*Task directions:* A word-for-word repeat of all the data is the goal.

Source information section start

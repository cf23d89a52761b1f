//! Writing generated sources to disk.

use std::fs::{self, File};
use std::io::{BufWriter, Write};
use std::path::{Path, PathBuf};

use crate::config::EmitTarget;
use crate::error::Result;

/// Write `contents` to `path`, replacing any previous file.
///
/// The bytes go to a sibling temp file first and are renamed into place, so
/// a failed run never leaves a truncated artifact behind.
pub fn write_artifact(path: &Path, contents: &str) -> Result<()> {
    if let Some(parent) = path.parent().filter(|p| !p.as_os_str().is_empty()) {
        fs::create_dir_all(parent)?;
    }
    let tmp = temp_sibling(path);
    if let Err(e) = write_file(&tmp, contents) {
        let _ = fs::remove_file(&tmp);
        return Err(e);
    }
    if let Err(e) = fs::rename(&tmp, path) {
        let _ = fs::remove_file(&tmp);
        return Err(e.into());
    }
    log::info!("wrote {} ({} bytes)", path.display(), contents.len());
    Ok(())
}

/// Write into `dir` under the target's default file name.
pub fn write_to_dir(dir: &Path, target: EmitTarget, contents: &str) -> Result<PathBuf> {
    let path = dir.join(target.file_name());
    write_artifact(&path, contents)?;
    Ok(path)
}

fn write_file(path: &Path, contents: &str) -> Result<()> {
    let mut out = BufWriter::new(File::create(path)?);
    out.write_all(contents.as_bytes())?;
    out.flush()?;
    Ok(())
}

fn temp_sibling(path: &Path) -> PathBuf {
    let mut name = path
        .file_name()
        .map(|n| n.to_os_string())
        .unwrap_or_default();
    name.push(format!(".tmp{}", std::process::id()));
    path.with_file_name(name)
}
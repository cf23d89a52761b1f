pub mod fuse;
pub mod lower;
pub mod plan;
pub mod render;
pub mod rust;
pub mod symbol;

#[cfg(test)]
pub(crate) mod fixtures;

use crate::config::{EmitTarget, GenConfig};
use crate::error::Result;
use crate::ir::Graph;
use crate::quant::shift::{propagate, ShiftTable};
use crate::quant::{quantize_graph, QuantTable};

use fuse::{find_units, UnitSet};
use plan::ArtifactPlan;
use symbol::SymbolTable;

/// Everything derived from the graph before linearization.
#[derive(Debug)]
pub struct Analysis {
    pub quant: QuantTable,
    pub units: UnitSet,
    pub symbols: SymbolTable,
    pub shifts: ShiftTable,
}

pub struct Generated {
    pub plan: ArtifactPlan,
    pub target: EmitTarget,
    pub source: String,
}

/// Quantize constants, group compute units and propagate shifts.
pub fn analyze(graph: &Graph, config: &GenConfig) -> Result<Analysis> {
    let quant = quantize_graph(graph, &config.quant)?;
    let units = find_units(graph)?;
    log::info!("found {} compute units", units.units().len());
    let symbols = SymbolTable::from_graph(graph);
    let shifts = propagate(graph, &units, &quant, &symbols)?;
    Ok(Analysis {
        quant,
        units,
        symbols,
        shifts,
    })
}

pub fn compile_plan(graph: &Graph, config: &GenConfig) -> Result<ArtifactPlan> {
    let analysis = analyze(graph, config)?;
    lower::linearize(graph, &analysis, config)
}

/// Serialize a plan for the given target.
pub fn emit(plan: &ArtifactPlan, target: EmitTarget) -> Result<String> {
    match target {
        EmitTarget::C => render::render_to_string(plan),
        EmitTarget::Rust => rust::format_module(plan),
    }
}

/// Full pipeline: graph in, artifact source out.
pub fn compile(graph: &Graph, config: &GenConfig) -> Result<Generated> {
    log::info!(
        "compiling graph '{}' ({} nodes)",
        graph.name.as_deref().unwrap_or(&config.graph_name),
        graph.nodes().len()
    );
    let plan = compile_plan(graph, config)?;
    let source = emit(&plan, config.emit)?;
    log::info!("emitted {} bytes of {:?} source", source.len(), config.emit);
    Ok(Generated {
        plan,
        target: config.emit,
        source,
    })
}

Source information section end

*Output below:*
repository cf23d89a52761b1f
//! Writing generated sources to disk.

use std::fs::{self, File};
use std::io::{BufWriter, Write};
use std::path::{Path, PathBuf};

use crate::config::EmitTarget;
use crate::error::Result;

/// Write `contents` to `path`, replacing any previous file.
///
/// The bytes go to a sibling temp file first and are renamed into place, so
/// a failed run never leaves a truncated artifact behind.
pub fn write_artifact(path: &Path, contents: &str) -> Result<()> {
    if let Some(parent) = path.parent().filter(|p| !p.as_os_str().is_empty()) {
        fs::create_dir_all(parent)?;
    }
    let tmp = temp_sibling(path);
    if let Err(e) = write_file(&tmp, contents) {
        let _ = fs::remove_file(&tmp);
        return Err(e);
    }
    if let Err(e) = fs::rename(&tmp, path) {
        let _ = fs::remove_file(&tmp);
        return Err(e.into());
    }
    log::info!("wrote {} ({} bytes)", path.display(), contents.len());
    Ok(())
}

/// Write into `dir` under the target's default file name.
pub fn write_to_dir(dir: &Path, target: EmitTarget, contents: &str) -> Result<PathBuf> {
    let path = dir.join(target.file_name());
    write_artifact(&path, contents)?;
    Ok(path)
}

fn write_file(path: &Path, contents: &str) -> Result<()> {
    let mut out = BufWriter::new(File::create(path)?);
    out.write_all(contents.as_bytes())?;
    out.flush()?;
    Ok(())
}

fn temp_sibling(path: &Path) -> PathBuf {
    let mut name = path
        .file_name()
        .map(|n| n.to_os_string())
        .unwrap_or_default();
    name.push(format!(".tmp{}", std::process::id()));
    path.with_file_name(name)
}
repository cf23d89a52761b1f
pub mod fuse;
pub mod lower;
pub mod plan;
pub mod render;
pub mod rust;
pub mod symbol;

#[cfg(test)]
pub(crate) mod fixtures;

use crate::config::{EmitTarget, GenConfig};
use crate::error::Result;
use crate::ir::Graph;
use crate::quant::shift::{propagate, ShiftTable};
use crate::quant::{quantize_graph, QuantTable};

use fuse::{find_units, UnitSet};
use plan::ArtifactPlan;
use symbol::SymbolTable;

/// Everything derived from the graph before linearization.
#[derive(Debug)]
pub struct Analysis {
    pub quant: QuantTable,
    pub units: UnitSet,
    pub symbols: SymbolTable,
    pub shifts: ShiftTable,
}

pub struct Generated {
    pub plan: ArtifactPlan,
    pub target: EmitTarget,
    pub source: String,
}

/// Quantize constants, group compute units and propagate shifts.
pub fn analyze(graph: &Graph, config: &GenConfig) -> Result<Analysis> {
    let quant = quantize_graph(graph, &config.quant)?;
    let units = find_units(graph)?;
    log::info!("found {} compute units", units.units().len());
    let symbols = SymbolTable::from_graph(graph);
    let shifts = propagate(graph, &units, &quant, &symbols)?;
    Ok(Analysis {
        quant,
        units,
        symbols,
        shifts,
    })
}

pub fn compile_plan(graph: &Graph, config: &GenConfig) -> Result<ArtifactPlan> {
    let analysis = analyze(graph, config)?;
    lower::linearize(graph, &analysis, config)
}

/// Serialize a plan for the given target.
pub fn emit(plan: &ArtifactPlan, target: EmitTarget) -> Result<String> {
    match target {
        EmitTarget::C => render::render_to_string(plan),
        EmitTarget::Rust => rust::format_module(plan),
    }
}

/// Full pipeline: graph in, artifact source out.
pub fn compile(graph: &Graph, config: &GenConfig) -> Result<Generated> {
    log::info!(
        "compiling graph '{}' ({} nodes)",
        graph.name.as_deref().unwrap_or(&config.graph_name),
        graph.nodes().len()
    );
    let plan = compile_plan(graph, config)?;
    let source = emit(&plan, config.emit)?;
    log::info!("emitted {} bytes of {:?} source", source.len(), config.emit);
    Ok(Generated {
        plan,
        target: config.emit,
        source,
    })
}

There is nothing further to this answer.